Axel immediately ran from the front door through the house
to the stairway and began heading up the stairs which the duo
were then descending. Axel encountered Becker as he reached
a landing on the stairs, about three steps from the bottom, and
Axel bit Becker’s left ankle. At that point Becker shouted,
“Call the dog off. I’m coming towards you.” Officer Elfreich,
who had lost sight of Axel for the two seconds it took Axel to
run from the front door to the stairs, then ran to the stairs,
following Becker’s voice. He saw that Axel had bitten Becker’s
leg and that Becker had his hands on his head, but did not
command Axel to release Becker.
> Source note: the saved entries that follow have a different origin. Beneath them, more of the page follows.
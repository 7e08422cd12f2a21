//! Derived task views: status filtering and sorting.
//!
//! Everything here is a pure function of its inputs. Views are recomputed on
//! every read and borrow the collection instead of copying it.
//!
//! ```rust
//! use taskboard_core::{
//!     models::{NewTask, Priority},
//!     storage::MemoryStore,
//!     store::TaskStore,
//!     view::{derive, SortKey, SortState, StatusFilter},
//! };
//!
//! let mut store = TaskStore::open(MemoryStore::new());
//! store.add_task(NewTask::new("Low").with_priority(Priority::Low))?;
//! store.add_task(NewTask::new("High").with_priority(Priority::High))?;
//!
//! let sort = SortState::default().toggle(SortKey::Priority).toggle(SortKey::Priority);
//! let view = derive(store.tasks(), StatusFilter::All, sort);
//! assert_eq!(view[0].title, "High");
//! # Ok::<(), taskboard_core::TaskboardError>(())
//! ```

use std::{cmp::Ordering, fmt};

use unicode_normalization::{char::is_combining_mark, UnicodeNormalization};

use crate::models::{Task, TaskStatus};

/// Status-based subset selection.
#[derive(Debug, Clone, Copy, PartialEq, Eq, Default)]
pub enum StatusFilter {
    #[default]
    All,
    Todo,
    InProgress,
    Completed,
}

impl StatusFilter {
    pub fn matches(&self, task: &Task) -> bool {
        match self {
            StatusFilter::All => true,
            StatusFilter::Todo => task.status == TaskStatus::Todo,
            StatusFilter::InProgress => task.status == TaskStatus::InProgress,
            StatusFilter::Completed => task.status == TaskStatus::Completed,
        }
    }

    pub fn label(&self) -> &'static str {
        match self {
            StatusFilter::All => "All Tasks",
            StatusFilter::Todo => "To Do",
            StatusFilter::InProgress => "In Progress",
            StatusFilter::Completed => "Completed",
        }
    }
}

/// Field used to order the displayed tasks.
#[derive(Debug, Clone, Copy, PartialEq, Eq, Default)]
pub enum SortKey {
    #[default]
    DueDate,
    Priority,
    Title,
    Status,
}

#[derive(Debug, Clone, Copy, PartialEq, Eq, Default)]
pub enum SortDirection {
    #[default]
    Ascending,
    Descending,
}

impl SortDirection {
    pub fn reversed(self) -> Self {
        match self {
            SortDirection::Ascending => SortDirection::Descending,
            SortDirection::Descending => SortDirection::Ascending,
        }
    }

    fn apply(self, ordering: Ordering) -> Ordering {
        match self {
            SortDirection::Ascending => ordering,
            SortDirection::Descending => ordering.reverse(),
        }
    }
}

/// Active sort key and direction. Defaults to due date, ascending.
#[derive(Debug, Clone, Copy, PartialEq, Eq, Default)]
pub struct SortState {
    pub key: SortKey,
    pub direction: SortDirection,
}

impl SortState {
    pub fn new(key: SortKey, direction: SortDirection) -> Self {
        Self { key, direction }
    }

    /// Selecting the active key flips the direction; selecting another key
    /// makes it active in ascending order.
    pub fn toggle(self, key: SortKey) -> Self {
        if self.key == key {
            Self {
                key,
                direction: self.direction.reversed(),
            }
        } else {
            Self::new(key, SortDirection::Ascending)
        }
    }

    /// Total order between two tasks under this sort.
    ///
    /// Tasks without a due date sort after dated ones in both directions.
    pub fn compare(&self, a: &Task, b: &Task) -> Ordering {
        match self.key {
            SortKey::Priority => self.direction.apply(a.priority.rank().cmp(&b.priority.rank())),
            SortKey::Status => self.direction.apply(a.status.rank().cmp(&b.status.rank())),
            SortKey::Title => self.direction.apply(locale_compare(&a.title, &b.title)),
            SortKey::DueDate => match (a.due_date, b.due_date) {
                (Some(x), Some(y)) => self.direction.apply(x.cmp(&y)),
                (Some(_), None) => Ordering::Less,
                (None, Some(_)) => Ordering::Greater,
                (None, None) => Ordering::Equal,
            },
        }
    }
}

impl fmt::Display for SortState {
    fn fmt(&self, f: &mut fmt::Formatter<'_>) -> fmt::Result {
        let key = match self.key {
            SortKey::DueDate => "due date",
            SortKey::Priority => "priority",
            SortKey::Title => "title",
            SortKey::Status => "status",
        };
        let arrow = match self.direction {
            SortDirection::Ascending => "↑",
            SortDirection::Descending => "↓",
        };
        write!(f, "{key} {arrow}")
    }
}

/// Locale-style ordering for titles.
///
/// Titles compare by base letters first, ignoring accents and case. Ties are
/// broken by accents (unaccented first) and then by case (lowercase first).
pub fn locale_compare(a: &str, b: &str) -> Ordering {
    base_letters(a)
        .cmp(base_letters(b))
        .then_with(|| lowercase(a).cmp(lowercase(b)))
        .then_with(|| {
            a.nfd()
                .map(char::is_uppercase)
                .cmp(b.nfd().map(char::is_uppercase))
        })
}

fn base_letters(s: &str) -> impl Iterator<Item = char> + '_ {
    s.nfd()
        .filter(|c| !is_combining_mark(*c))
        .flat_map(char::to_lowercase)
}

fn lowercase(s: &str) -> impl Iterator<Item = char> + '_ {
    s.nfd().flat_map(char::to_lowercase)
}

/// Filters then stably sorts `tasks`; ties keep collection order.
pub fn derive(tasks: &[Task], filter: StatusFilter, sort: SortState) -> Vec<&Task> {
    let mut view: Vec<&Task> = tasks.iter().filter(|task| filter.matches(task)).collect();
    view.sort_by(|a, b| sort.compare(a, b));
    view
}

#[cfg(test)]
mod tests {
    use jiff::{civil::date, Timestamp};

    use super::*;
    use crate::models::{NewTask, Priority, TaskId};

    fn task(id: &str, input: NewTask) -> Task {
        Task::new(
            TaskId::new(id),
            input,
            Timestamp::from_second(1640995200).unwrap(),
        )
    }

    fn titles<'a>(view: &[&'a Task]) -> Vec<&'a str> {
        view.iter().map(|t| t.title.as_str()).collect()
    }

    #[test]
    fn test_filter_all_is_identity() {
        let tasks = vec![
            task("1", NewTask::new("a")),
            task("2", NewTask::new("b").with_status(TaskStatus::Completed)),
        ];
        let view: Vec<&Task> = tasks.iter().filter(|t| StatusFilter::All.matches(t)).collect();
        assert_eq!(view.len(), 2);
    }

    #[test]
    fn test_filter_completed_keeps_relative_order() {
        let tasks = vec![
            task("1", NewTask::new("one")),
            task("2", NewTask::new("two").with_status(TaskStatus::Completed)),
            task("3", NewTask::new("three").with_status(TaskStatus::InProgress)),
            task("4", NewTask::new("four").with_status(TaskStatus::Completed)),
            task("5", NewTask::new("five")),
        ];
        // Title sort would reorder them; priority ties keep collection order.
        let sort = SortState::new(SortKey::Priority, SortDirection::Ascending);
        let view = derive(&tasks, StatusFilter::Completed, sort);
        assert_eq!(titles(&view), ["two", "four"]);
        assert_eq!(derive(&tasks, StatusFilter::Todo, sort).len(), 2);
        assert_eq!(derive(&tasks, StatusFilter::InProgress, sort).len(), 1);
    }

    #[test]
    fn test_due_date_sort_places_undated_last_both_ways() {
        let tasks = vec![
            task("1", NewTask::new("undated")),
            task("2", NewTask::new("june").with_due_date(date(2024, 6, 1))),
            task("3", NewTask::new("january").with_due_date(date(2024, 1, 1))),
        ];

        let ascending = SortState::default();
        assert_eq!(
            titles(&derive(&tasks, StatusFilter::All, ascending)),
            ["january", "june", "undated"]
        );

        let descending = ascending.toggle(SortKey::DueDate);
        assert_eq!(descending.direction, SortDirection::Descending);
        assert_eq!(
            titles(&derive(&tasks, StatusFilter::All, descending)),
            ["june", "january", "undated"]
        );
    }

    #[test]
    fn test_undated_tasks_compare_equal() {
        let tasks = vec![
            task("1", NewTask::new("first")),
            task("2", NewTask::new("second")),
        ];
        let view = derive(&tasks, StatusFilter::All, SortState::default());
        assert_eq!(titles(&view), ["first", "second"]);
    }

    #[test]
    fn test_priority_sort_is_stable() {
        let tasks = vec![
            task("1", NewTask::new("high").with_priority(Priority::High)),
            task("2", NewTask::new("medium-a")),
            task("3", NewTask::new("low").with_priority(Priority::Low)),
            task("4", NewTask::new("medium-b")),
        ];
        let sort = SortState::new(SortKey::Priority, SortDirection::Ascending);
        assert_eq!(
            titles(&derive(&tasks, StatusFilter::All, sort)),
            ["low", "medium-a", "medium-b", "high"]
        );

        let sort = sort.toggle(SortKey::Priority);
        assert_eq!(
            titles(&derive(&tasks, StatusFilter::All, sort)),
            ["high", "medium-a", "medium-b", "low"]
        );
    }

    #[test]
    fn test_status_sort() {
        let tasks = vec![
            task("1", NewTask::new("done").with_status(TaskStatus::Completed)),
            task("2", NewTask::new("todo")),
            task("3", NewTask::new("doing").with_status(TaskStatus::InProgress)),
        ];
        let sort = SortState::new(SortKey::Status, SortDirection::Ascending);
        assert_eq!(
            titles(&derive(&tasks, StatusFilter::All, sort)),
            ["todo", "doing", "done"]
        );
    }

    #[test]
    fn test_title_sort_ignores_case() {
        let tasks = vec![
            task("1", NewTask::new("banana")),
            task("2", NewTask::new("Apple")),
            task("3", NewTask::new("cherry")),
            task("4", NewTask::new("apple")),
        ];
        let sort = SortState::new(SortKey::Title, SortDirection::Ascending);
        assert_eq!(
            titles(&derive(&tasks, StatusFilter::All, sort)),
            ["apple", "Apple", "banana", "cherry"]
        );
    }

    #[test]
    fn test_locale_compare() {
        assert_eq!(locale_compare("a", "B"), Ordering::Less);
        assert_eq!(locale_compare("Zoo", "apple"), Ordering::Greater);
        assert_eq!(locale_compare("same", "same"), Ordering::Equal);
        assert_eq!(locale_compare("a", "A"), Ordering::Less);
    }

    #[test]
    fn test_locale_compare_accented_titles() {
        assert_eq!(locale_compare("Éclair", "zebra"), Ordering::Less);
        assert_eq!(locale_compare("résumé", "resumes"), Ordering::Less);
        assert_eq!(locale_compare("resume", "résumé"), Ordering::Less);
        assert_eq!(locale_compare("éclair", "Éclair"), Ordering::Less);
        assert_eq!(locale_compare("Ölfarbe", "Ofen"), Ordering::Greater);
    }

    #[test]
    fn test_title_sort_with_accents() {
        let tasks = vec![
            task("1", NewTask::new("zucchini")),
            task("2", NewTask::new("Éclair")),
            task("3", NewTask::new("dough")),
        ];
        let sort = SortState::new(SortKey::Title, SortDirection::Ascending);
        assert_eq!(
            titles(&derive(&tasks, StatusFilter::All, sort)),
            ["dough", "Éclair", "zucchini"]
        );
    }

    #[test]
    fn test_toggle_new_key_resets_to_ascending() {
        let state = SortState::new(SortKey::Title, SortDirection::Descending);
        let toggled = state.toggle(SortKey::Priority);
        assert_eq!(toggled, SortState::new(SortKey::Priority, SortDirection::Ascending));
        assert_eq!(
            toggled.toggle(SortKey::Priority).direction,
            SortDirection::Descending
        );
    }

    #[test]
    fn test_sort_state_display() {
        assert_eq!(SortState::default().to_string(), "due date ↑");
    }
}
Rather, Officer Elfreich ordered Becker to get on the floor. Becker claims he could not
hear the command because his girlfriend was screaming. Officer Elfreich then grabbed Becker by his shirt collar and
yanked him down the last few steps onto the floor, where he
landed hard on his chest and head.
Becker claims that as Officer Elfreich pulled him down the
steps Axel lost his grip on his leg, but upon hitting the ground
Axel bit him again harder and then continued to bite him
while violently shaking his head. Becker testified in his deposition that he lay still on the ground with his hands behind his
back, while Officer Elfreich continued to allow Axel to bite his
1
Officer Elfreich testified that based on the officers’ conversations
with Becker’s mother, aunt, and Mortis, they believed Becker was the only
person left in the house. He further stated that had he known Becker’s
girlfriend was also inside, he would not have released the dog.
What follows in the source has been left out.